Review: Doctor Who, “Joy to the World” | 2024 Christmas Special
Steven Moffat brings his best and worst impulses to this year’s Christmas special
We often talk about parasocial relationships in terms of the famous faces who fill our social media feeds. But there’s nothing quite like the parasocial relationship you develop with the behind-the-scenes creators of your favorite TV shows. And I’m not sure I’ve ever had a relationship more complicated than the one I have with Steven Moffat. Alternately the bane of my television existence and the love of my sci-fi life during the 2010s, my once white-hot love-hate relationship with Moffat’s writing has settled into a kind of cozy nostalgia for a different era of TV. And since Moffat has hinted “Joy to the World” could be his last contribution to the Doctor Who universe, it’s fitting that it manages to squeeze in all the high highs and low lows of his writing in just 55 minutes.
“Joy to the World” has all of Moffat’s screenwriting staples: ingenuous sci-fi concepts, an absolutely insane depiction of women, bafflingly wasted supporting characters, clever closed loop storytelling, some genuinely moving emotional moments, and a big-swing ending so cheesily over-the-top it made me laugh out loud in shock. But while past me might have focused mostly on my frustrations, I’m a little more inclined to accept the bad with the good here. If “Boom” was a tribute to those perfect, eerie Moffat scripts like “Blink” and “The Empty Child” / “The Doctor Dances,” “Joy to the World” pays homage to the overstuffed, overwrought side of his writing that gave us “A Good Man Goes to War” / “Let’s Kill Hitler” and “The Pyramid at the End of the World.”

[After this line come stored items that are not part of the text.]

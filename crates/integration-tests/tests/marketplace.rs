//! Integration tests for the marketplace.
//!
//! These tests require:
//! - A running `PostgreSQL` database with migrations applied
//! - The API server running (cargo run -p grow-smart-api)
//!
//! Run with: cargo test -p grow-smart-integration-tests -- --ignored

use reqwest::StatusCode;
use serde_json::{Value, json};
use uuid::Uuid;

use grow_smart_integration_tests::TestContext;

/// Fresh random email per test run so tests don't collide.
fn test_email(role: &str) -> String {
    format!("it-{role}-{}@growsmart.test", Uuid::new_v4().simple())
}

/// Create a listing through the API and return its ID.
async fn create_listing(ctx: &TestContext, quantity_kg: &str, price_per_kg: &str) -> i64 {
    let resp = ctx
        .client
        .post(format!("{}/api/listings", ctx.api_url))
        .json(&json!({
            "crop_name": "tomato",
            "quantity_kg": quantity_kg,
            "price_per_kg": price_per_kg,
            "district": "Pune"
        }))
        .send()
        .await
        .expect("Failed to create listing");
    assert_eq!(resp.status(), StatusCode::OK);

    let body: Value = resp.json().await.expect("Failed to parse listing");
    body.get("id")
        .and_then(Value::as_i64)
        .expect("listing id missing")
}

#[tokio::test]
#[ignore = "Requires running API server and database"]
async fn test_browse_listings_is_public() {
    let ctx = TestContext::new().await;

    let resp = ctx
        .client
        .get(format!("{}/api/listings", ctx.api_url))
        .send()
        .await
        .expect("Failed to browse listings");

    assert_eq!(resp.status(), StatusCode::OK);
    let body: Value = resp.json().await.expect("Failed to parse body");
    assert!(body.get("listings").is_some_and(Value::is_array));
    assert_eq!(body.get("page_size").and_then(Value::as_i64), Some(20));
}

#[tokio::test]
#[ignore = "Requires running API server and database"]
async fn test_browse_listings_filters_pass_through() {
    let ctx = TestContext::new().await;

    let resp = ctx
        .client
        .get(format!(
            "{}/api/listings?crop=tomato&district=Pune&max_price=50&page=1",
            ctx.api_url
        ))
        .send()
        .await
        .expect("Failed to browse listings");

    assert_eq!(resp.status(), StatusCode::OK);
}

#[tokio::test]
#[ignore = "Requires running API server and database"]
async fn test_unknown_listing_is_404() {
    let ctx = TestContext::new().await;

    let resp = ctx
        .client
        .get(format!("{}/api/listings/999999999", ctx.api_url))
        .send()
        .await
        .expect("Failed to request listing");

    assert_eq!(resp.status(), StatusCode::NOT_FOUND);
}

#[tokio::test]
#[ignore = "Requires running API server and database"]
async fn test_create_listing_requires_auth() {
    let ctx = TestContext::new().await;

    let resp = ctx
        .client
        .post(format!("{}/api/listings", ctx.api_url))
        .json(&json!({
            "crop_name": "tomato",
            "quantity_kg": "100",
            "price_per_kg": "20",
            "district": "Pune"
        }))
        .send()
        .await
        .expect("Failed to send create request");

    assert_eq!(resp.status(), StatusCode::UNAUTHORIZED);
}

#[tokio::test]
#[ignore = "Requires running API server and database"]
async fn test_foreign_listing_changes_are_forbidden() {
    let seller = TestContext::new().await;
    let seller_email = test_email("seller");
    seller.login(&seller_email).await;
    let listing_id = create_listing(&seller, "100", "20").await;

    let other = TestContext::new().await;
    let other_email = test_email("other");
    other.login(&other_email).await;

    // An existing listing owned by someone else is 403, not 404
    let resp = other
        .client
        .put(format!("{}/api/listings/{listing_id}", other.api_url))
        .json(&json!({ "price_per_kg": "25" }))
        .send()
        .await
        .expect("Failed to send update");
    assert_eq!(resp.status(), StatusCode::FORBIDDEN);

    let resp = other
        .client
        .delete(format!("{}/api/listings/{listing_id}", other.api_url))
        .send()
        .await
        .expect("Failed to send withdraw");
    assert_eq!(resp.status(), StatusCode::FORBIDDEN);

    // An unknown listing stays 404 even when authenticated
    let resp = other
        .client
        .put(format!("{}/api/listings/999999999", other.api_url))
        .json(&json!({ "price_per_kg": "25" }))
        .send()
        .await
        .expect("Failed to send update");
    assert_eq!(resp.status(), StatusCode::NOT_FOUND);

    seller.cleanup_email(&seller_email).await;
    other.cleanup_email(&other_email).await;
}

#[tokio::test]
#[ignore = "Requires running API server and database"]
async fn test_order_reserves_stock_and_rejects_overdraw() {
    let seller = TestContext::new().await;
    let seller_email = test_email("seller");
    seller.login(&seller_email).await;
    let listing_id = create_listing(&seller, "100", "20").await;

    let buyer = TestContext::new().await;
    let buyer_email = test_email("buyer");
    buyer.login(&buyer_email).await;

    let resp = buyer
        .client
        .post(format!("{}/api/orders", buyer.api_url))
        .json(&json!({ "listing_id": listing_id, "quantity_kg": "40" }))
        .send()
        .await
        .expect("Failed to place order");
    assert_eq!(resp.status(), StatusCode::OK);
    let order: Value = resp.json().await.expect("Failed to parse order");
    assert_eq!(order.get("status").and_then(Value::as_str), Some("pending"));

    // The reservation is durable: remaining stock dropped by the order
    let resp = buyer
        .client
        .get(format!("{}/api/listings/{listing_id}", buyer.api_url))
        .send()
        .await
        .expect("Failed to fetch listing");
    let listing: Value = resp.json().await.expect("Failed to parse listing");
    let remaining = listing
        .get("remaining_kg")
        .and_then(Value::as_str)
        .and_then(|s| s.parse::<f64>().ok())
        .expect("remaining_kg missing");
    assert!((remaining - 60.0).abs() < f64::EPSILON);

    // More than the remaining stock is a conflict, and nothing is reserved
    let resp = buyer
        .client
        .post(format!("{}/api/orders", buyer.api_url))
        .json(&json!({ "listing_id": listing_id, "quantity_kg": "70" }))
        .send()
        .await
        .expect("Failed to place order");
    assert_eq!(resp.status(), StatusCode::CONFLICT);

    let resp = buyer
        .client
        .get(format!("{}/api/listings/{listing_id}", buyer.api_url))
        .send()
        .await
        .expect("Failed to fetch listing");
    let listing: Value = resp.json().await.expect("Failed to parse listing");
    let remaining = listing
        .get("remaining_kg")
        .and_then(Value::as_str)
        .and_then(|s| s.parse::<f64>().ok())
        .expect("remaining_kg missing");
    assert!((remaining - 60.0).abs() < f64::EPSILON);

    buyer.cleanup_email(&buyer_email).await;
    seller.cleanup_email(&seller_email).await;
}

#[tokio::test]
#[ignore = "Requires running API server and database"]
async fn test_orders_require_auth() {
    let ctx = TestContext::new().await;

    let resp = ctx
        .client
        .get(format!("{}/api/orders", ctx.api_url))
        .send()
        .await
        .expect("Failed to list orders");

    assert_eq!(resp.status(), StatusCode::UNAUTHORIZED);
}
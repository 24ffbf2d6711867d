//! Marketplace listing model.

use chrono::{DateTime, Utc};
use rust_decimal::Decimal;
use serde::Serialize;

use grow_smart_core::{ListingId, ListingStatus, UserId};

/// A produce listing offered by a seller.
///
/// `remaining_kg` starts at `quantity_kg` and is decremented as orders are
/// placed; at zero the listing flips to `SoldOut`.
#[derive(Debug, Clone, Serialize, sqlx::FromRow)]
pub struct Listing {
    /// Unique listing ID.
    pub id: ListingId,
    /// User selling the produce.
    pub seller_id: UserId,
    /// Crop being sold (e.g., "tomato").
    pub crop_name: String,
    /// Free-form description.
    pub description: Option<String>,
    /// Total quantity offered, in kilograms.
    pub quantity_kg: Decimal,
    /// Quantity still available, in kilograms.
    pub remaining_kg: Decimal,
    /// Asking price per kilogram.
    pub price_per_kg: Decimal,
    /// District for local pickup/delivery.
    pub district: String,
    /// Listing lifecycle status.
    pub status: ListingStatus,
    /// When the listing was created.
    pub created_at: DateTime<Utc>,
    /// When the listing was last updated.
    pub updated_at: DateTime<Utc>,
}
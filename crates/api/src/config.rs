//! API configuration loaded from environment variables.
//!
//! # Environment Variables
//!
//! ## Required
//! - `GROW_DATABASE_URL` - `PostgreSQL` connection string
//! - `GROW_BASE_URL` - Public URL for the API (used in verification links)
//! - `GROW_SESSION_SECRET` - Session signing secret (min 32 chars, high entropy)
//! - `MAILER_API_KEY` - Transactional email provider API key
//! - `MAILER_FROM_ADDRESS` - Sender address for outgoing mail
//! - `PLANT_HEALTH_API_KEY` - Plant health assessment provider API key
//! - `NEWS_API_KEY` - News provider API key
//!
//! ## Optional
//! - `GROW_HOST` - Bind address (default: 127.0.0.1)
//! - `GROW_PORT` - Listen port (default: 3000)
//! - `GROW_CORS_ORIGINS` - Comma-separated list of allowed origins (default: any)
//! - `MAILER_BASE_URL` - Email provider endpoint override
//! - `PLANT_HEALTH_BASE_URL` - Plant health provider endpoint override
//! - `NEWS_BASE_URL` - News provider endpoint override
//! - `SENTRY_DSN` - Sentry error tracking DSN
//! - `SENTRY_ENVIRONMENT` - Sentry environment name

use std::collections::HashMap;
use std::net::{IpAddr, SocketAddr};

use secrecy::{ExposeSecret, SecretString};
use thiserror::Error;

const MIN_SESSION_SECRET_LENGTH: usize = 32;
const MIN_ENTROPY_BITS_PER_CHAR: f64 = 3.3;

/// Blocklist of common placeholder patterns (case-insensitive)
const PLACEHOLDER_PATTERNS: &[&str] = &[
    "your-",
    "changeme",
    "replace",
    "placeholder",
    "example",
    "secret",
    "password",
    "xxx",
    "todo",
    "fixme",
    "insert",
    "enter-",
    "put-your",
    "add-your",
];

/// Configuration errors that can occur during loading.
#[derive(Debug, Error)]
pub enum ConfigError {
    #[error("Missing environment variable: {0}")]
    MissingEnvVar(String),
    #[error("Invalid environment variable {0}: {1}")]
    InvalidEnvVar(String, String),
    #[error("Insecure secret in {0}: {1}")]
    InsecureSecret(String, String),
}

/// API application configuration.
#[derive(Debug, Clone)]
pub struct ApiConfig {
    /// `PostgreSQL` database connection URL (contains password)
    pub database_url: SecretString,
    /// IP address to bind the server to
    pub host: IpAddr,
    /// Port to listen on
    pub port: u16,
    /// Public base URL for the API
    pub base_url: String,
    /// Session signing secret
    pub session_secret: SecretString,
    /// Allowed CORS origins; empty means any origin
    pub cors_origins: Vec<String>,
    /// Transactional email provider configuration
    pub mailer: MailerConfig,
    /// Plant health assessment provider configuration
    pub plant_health: PlantHealthConfig,
    /// News provider configuration
    pub news: NewsConfig,
    /// Sentry DSN for error tracking
    pub sentry_dsn: Option<String>,
    /// Sentry environment name
    pub sentry_environment: Option<String>,
}

/// Transactional email provider configuration.
///
/// Implements `Debug` manually to redact the API key.
#[derive(Clone)]
pub struct MailerConfig {
    /// Provider API key
    pub api_key: SecretString,
    /// Sender address for outgoing mail
    pub from_address: String,
    /// Provider endpoint (overridable for testing)
    pub base_url: String,
}

impl std::fmt::Debug for MailerConfig {
    fn fmt(&self, f: &mut std::fmt::Formatter<'_>) -> std::fmt::Result {
        f.debug_struct("MailerConfig")
            .field("api_key", &"[REDACTED]")
            .field("from_address", &self.from_address)
            .field("base_url", &self.base_url)
            .finish()
    }
}

/// Plant health assessment provider configuration.
#[derive(Clone)]
pub struct PlantHealthConfig {
    /// Provider API key
    pub api_key: SecretString,
    /// Provider endpoint (overridable for testing)
    pub base_url: String,
}

impl std::fmt::Debug for PlantHealthConfig {
    fn fmt(&self, f: &mut std::fmt::Formatter<'_>) -> std::fmt::Result {
        f.debug_struct("PlantHealthConfig")
            .field("api_key", &"[REDACTED]")
            .field("base_url", &self.base_url)
            .finish()
    }
}

/// News provider configuration.
#[derive(Clone)]
pub struct NewsConfig {
    /// Provider API key
    pub api_key: SecretString,
    /// Provider endpoint (overridable for testing)
    pub base_url: String,
}

impl std::fmt::Debug for NewsConfig {
    fn fmt(&self, f: &mut std::fmt::Formatter<'_>) -> std::fmt::Result {
        f.debug_struct("NewsConfig")
            .field("api_key", &"[REDACTED]")
            .field("base_url", &self.base_url)
            .finish()
    }
}

impl ApiConfig {
    /// Load configuration from environment variables.
    ///
    /// Calls `dotenvy::dotenv()` to load from `.env` file if present.
    ///
    /// # Errors
    ///
    /// Returns `ConfigError` if required variables are missing, invalid, or
    /// if secrets fail validation (placeholder detection, entropy check).
    pub fn from_env() -> Result<Self, ConfigError> {
        // Load .env file if present (ignore errors if not found)
        let _ = dotenvy::dotenv();

        let database_url = get_database_url("GROW_DATABASE_URL")?;
        let host = get_env_or_default("GROW_HOST", "127.0.0.1")
            .parse::<IpAddr>()
            .map_err(|e| ConfigError::InvalidEnvVar("GROW_HOST".to_string(), e.to_string()))?;
        let port = get_env_or_default("GROW_PORT", "3000")
            .parse::<u16>()
            .map_err(|e| ConfigError::InvalidEnvVar("GROW_PORT".to_string(), e.to_string()))?;
        let base_url = get_required_env("GROW_BASE_URL")?;
        let session_secret = get_validated_secret("GROW_SESSION_SECRET")?;
        validate_session_secret(&session_secret, "GROW_SESSION_SECRET")?;

        let cors_origins = get_optional_env("GROW_CORS_ORIGINS")
            .map(|v| {
                v.split(',')
                    .map(|s| s.trim().to_string())
                    .filter(|s| !s.is_empty())
                    .collect()
            })
            .unwrap_or_default();

        let mailer = MailerConfig::from_env()?;
        let plant_health = PlantHealthConfig::from_env()?;
        let news = NewsConfig::from_env()?;
        let sentry_dsn = get_optional_env("SENTRY_DSN");
        let sentry_environment = get_optional_env("SENTRY_ENVIRONMENT");

        Ok(Self {
            database_url,
            host,
            port,
            base_url,
            session_secret,
            cors_origins,
            mailer,
            plant_health,
            news,
            sentry_dsn,
            sentry_environment,
        })
    }

    /// Returns the socket address for binding the server.
    #[must_use]
    pub const fn socket_addr(&self) -> SocketAddr {
        SocketAddr::new(self.host, self.port)
    }
}

impl MailerConfig {
    fn from_env() -> Result<Self, ConfigError> {
        Ok(Self {
            api_key: get_validated_secret("MAILER_API_KEY")?,
            from_address: get_required_env("MAILER_FROM_ADDRESS")?,
            base_url: get_env_or_default("MAILER_BASE_URL", "https://api.resend.com"),
        })
    }
}

impl PlantHealthConfig {
    fn from_env() -> Result<Self, ConfigError> {
        Ok(Self {
            api_key: get_validated_secret("PLANT_HEALTH_API_KEY")?,
            base_url: get_env_or_default("PLANT_HEALTH_BASE_URL", "https://plant.id/api/v3"),
        })
    }
}

impl NewsConfig {
    fn from_env() -> Result<Self, ConfigError> {
        Ok(Self {
            api_key: get_validated_secret("NEWS_API_KEY")?,
            base_url: get_env_or_default("NEWS_BASE_URL", "https://newsapi.org/v2"),
        })
    }
}

// =============================================================================
// Helper Functions
// =============================================================================

/// Get a required environment variable.
fn get_required_env(key: &str) -> Result<String, ConfigError> {
    std::env::var(key).map_err(|_| ConfigError::MissingEnvVar(key.to_string()))
}

/// Get database URL with fallback to generic `DATABASE_URL` (used by hosted postgres attach).
fn get_database_url(primary_key: &str) -> Result<SecretString, ConfigError> {
    // Try primary key first (e.g., GROW_DATABASE_URL)
    if let Ok(value) = std::env::var(primary_key) {
        return Ok(SecretString::from(value));
    }
    // Fallback to generic DATABASE_URL
    if let Ok(value) = std::env::var("DATABASE_URL") {
        return Ok(SecretString::from(value));
    }
    Err(ConfigError::MissingEnvVar(primary_key.to_string()))
}

/// Get an optional environment variable.
fn get_optional_env(key: &str) -> Option<String> {
    std::env::var(key).ok()
}

/// Get an environment variable with a default value.
fn get_env_or_default(key: &str, default: &str) -> String {
    std::env::var(key).unwrap_or_else(|_| default.to_string())
}

/// Validate that a session secret meets minimum length requirements.
fn validate_session_secret(secret: &SecretString, var_name: &str) -> Result<(), ConfigError> {
    let value = secret.expose_secret();
    if value.len() < MIN_SESSION_SECRET_LENGTH {
        return Err(ConfigError::InsecureSecret(
            var_name.to_string(),
            format!(
                "must be at least {} characters (got {})",
                MIN_SESSION_SECRET_LENGTH,
                value.len()
            ),
        ));
    }
    Ok(())
}

/// Calculate Shannon entropy in bits per character.
fn shannon_entropy(s: &str) -> f64 {
    if s.is_empty() {
        return 0.0;
    }

    let mut freq: HashMap<char, usize> = HashMap::new();
    for c in s.chars() {
        *freq.entry(c).or_insert(0) += 1;
    }

    #[allow(clippy::cast_precision_loss)] // String length will never exceed f64 precision
    let len = s.len() as f64;
    freq.values()
        .map(|&count| {
            #[allow(clippy::cast_precision_loss)] // Character count will never exceed f64 precision
            let p = count as f64 / len;
            -p * p.log2()
        })
        .sum()
}

/// Validate that a secret is not a placeholder and has sufficient entropy.
fn validate_secret_strength(secret: &str, var_name: &str) -> Result<(), ConfigError> {
    let lower = secret.to_lowercase();

    // Check blocklist
    for pattern in PLACEHOLDER_PATTERNS {
        if lower.contains(pattern) {
            return Err(ConfigError::InsecureSecret(
                var_name.to_string(),
                format!("appears to be a placeholder (contains '{pattern}')"),
            ));
        }
    }

    // Check entropy (real secrets like API keys have high entropy)
    let entropy = shannon_entropy(secret);
    if entropy < MIN_ENTROPY_BITS_PER_CHAR {
        return Err(ConfigError::InsecureSecret(
            var_name.to_string(),
            format!(
                "entropy too low ({entropy:.2} bits/char, need >= {MIN_ENTROPY_BITS_PER_CHAR:.1}). Use a randomly generated secret."
            ),
        ));
    }

    Ok(())
}

/// Load and validate a secret from environment.
fn get_validated_secret(key: &str) -> Result<SecretString, ConfigError> {
    let value = get_required_env(key)?;
    validate_secret_strength(&value, key)?;
    Ok(SecretString::from(value))
}

#[cfg(test)]
#[allow(clippy::unwrap_used)]
mod tests {
    use super::*;

    #[test]
    fn test_shannon_entropy_empty() {
        assert!((shannon_entropy("") - 0.0).abs() < f64::EPSILON);
    }

    #[test]
    fn test_shannon_entropy_single_char() {
        // All same character = 0 entropy
        assert!((shannon_entropy("aaaaaaa") - 0.0).abs() < f64::EPSILON);
    }

    #[test]
    fn test_shannon_entropy_two_chars() {
        // "ab" has entropy of 1 bit per char (50% a, 50% b)
        let entropy = shannon_entropy("ab");
        assert!((entropy - 1.0).abs() < 0.01);
    }

    #[test]
    fn test_shannon_entropy_high() {
        // Random-looking string should have high entropy
        let entropy = shannon_entropy("aB3$xY9!mK2@nL5#");
        assert!(entropy > 3.3);
    }

    #[test]
    fn test_validate_secret_strength_placeholder() {
        let result = validate_secret_strength("your-api-key-here", "TEST_VAR");
        assert!(result.is_err());
        let err = result.unwrap_err();
        assert!(matches!(err, ConfigError::InsecureSecret(_, _)));
    }

    #[test]
    fn test_validate_secret_strength_changeme() {
        let result = validate_secret_strength("changeme123", "TEST_VAR");
        assert!(result.is_err());
    }

    #[test]
    fn test_validate_secret_strength_low_entropy() {
        let result = validate_secret_strength("aaaaaaaaaaaaaaaaaaaaaaaaaaaaaaaaa", "TEST_VAR");
        assert!(result.is_err());
        let err = result.unwrap_err();
        assert!(matches!(err, ConfigError::InsecureSecret(_, _)));
    }

    #[test]
    fn test_validate_secret_strength_valid() {
        // High-entropy random string
        let result = validate_secret_strength("aB3$xY9!mK2@nL5#pQ7&rT0*uW4^zC6", "TEST_VAR");
        assert!(result.is_ok());
    }

    #[test]
    fn test_validate_session_secret_too_short() {
        let secret = SecretString::from("short");
        let result = validate_session_secret(&secret, "TEST_SESSION");
        assert!(result.is_err());
    }

    #[test]
    fn test_validate_session_secret_valid_length() {
        let secret = SecretString::from("a".repeat(32));
        let result = validate_session_secret(&secret, "TEST_SESSION");
        assert!(result.is_ok());
    }

    #[test]
    fn test_socket_addr() {
        let config = ApiConfig {
            database_url: SecretString::from("postgres://localhost/test"),
            host: "127.0.0.1".parse().unwrap(),
            port: 3000,
            base_url: "http://localhost:3000".to_string(),
            session_secret: SecretString::from("x".repeat(32)),
            cors_origins: vec![],
            mailer: MailerConfig {
                api_key: SecretString::from("key"),
                from_address: "no-reply@growsmart.test".to_string(),
                base_url: "https://api.resend.com".to_string(),
            },
            plant_health: PlantHealthConfig {
                api_key: SecretString::from("key"),
                base_url: "https://plant.id/api/v3".to_string(),
            },
            news: NewsConfig {
                api_key: SecretString::from("key"),
                base_url: "https://newsapi.org/v2".to_string(),
            },
            sentry_dsn: None,
            sentry_environment: None,
        };

        let addr = config.socket_addr();
        assert_eq!(addr.ip().to_string(), "127.0.0.1");
        assert_eq!(addr.port(), 3000);
    }

    #[test]
    fn test_provider_config_debug_redacts_secrets() {
        let config = MailerConfig {
            api_key: SecretString::from("super_secret_mailer_key"),
            from_address: "no-reply@growsmart.test".to_string(),
            base_url: "https://api.resend.com".to_string(),
        };

        let debug_output = format!("{config:?}");

        assert!(debug_output.contains("no-reply@growsmart.test"));
        assert!(debug_output.contains("[REDACTED]"));
        assert!(!debug_output.contains("super_secret_mailer_key"));
    }
}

The biggest issue with “Joy to the World” is that the set-up is incredibly strong while the payoff is only so-so, which is a classic season-long Moffat storytelling weakness reduced down to a single episode. I love the concept of a Time Hotel with different doors to the past, love Nicola Coughlan and Joel Fry as our main supporting cast, love the idea of the Doctor spending a year living a normal human life with Steph De Whalley’s Sandringham hotel manager Anita, and especially love how I never, ever knew where this episode was going next. But, looking back, I’m not sure those compelling pieces ever really added up to more than the sum of their zany parts, especially when it comes to our returning big bad, the weapons manufacturer Villengard, and their mysterious briefcase.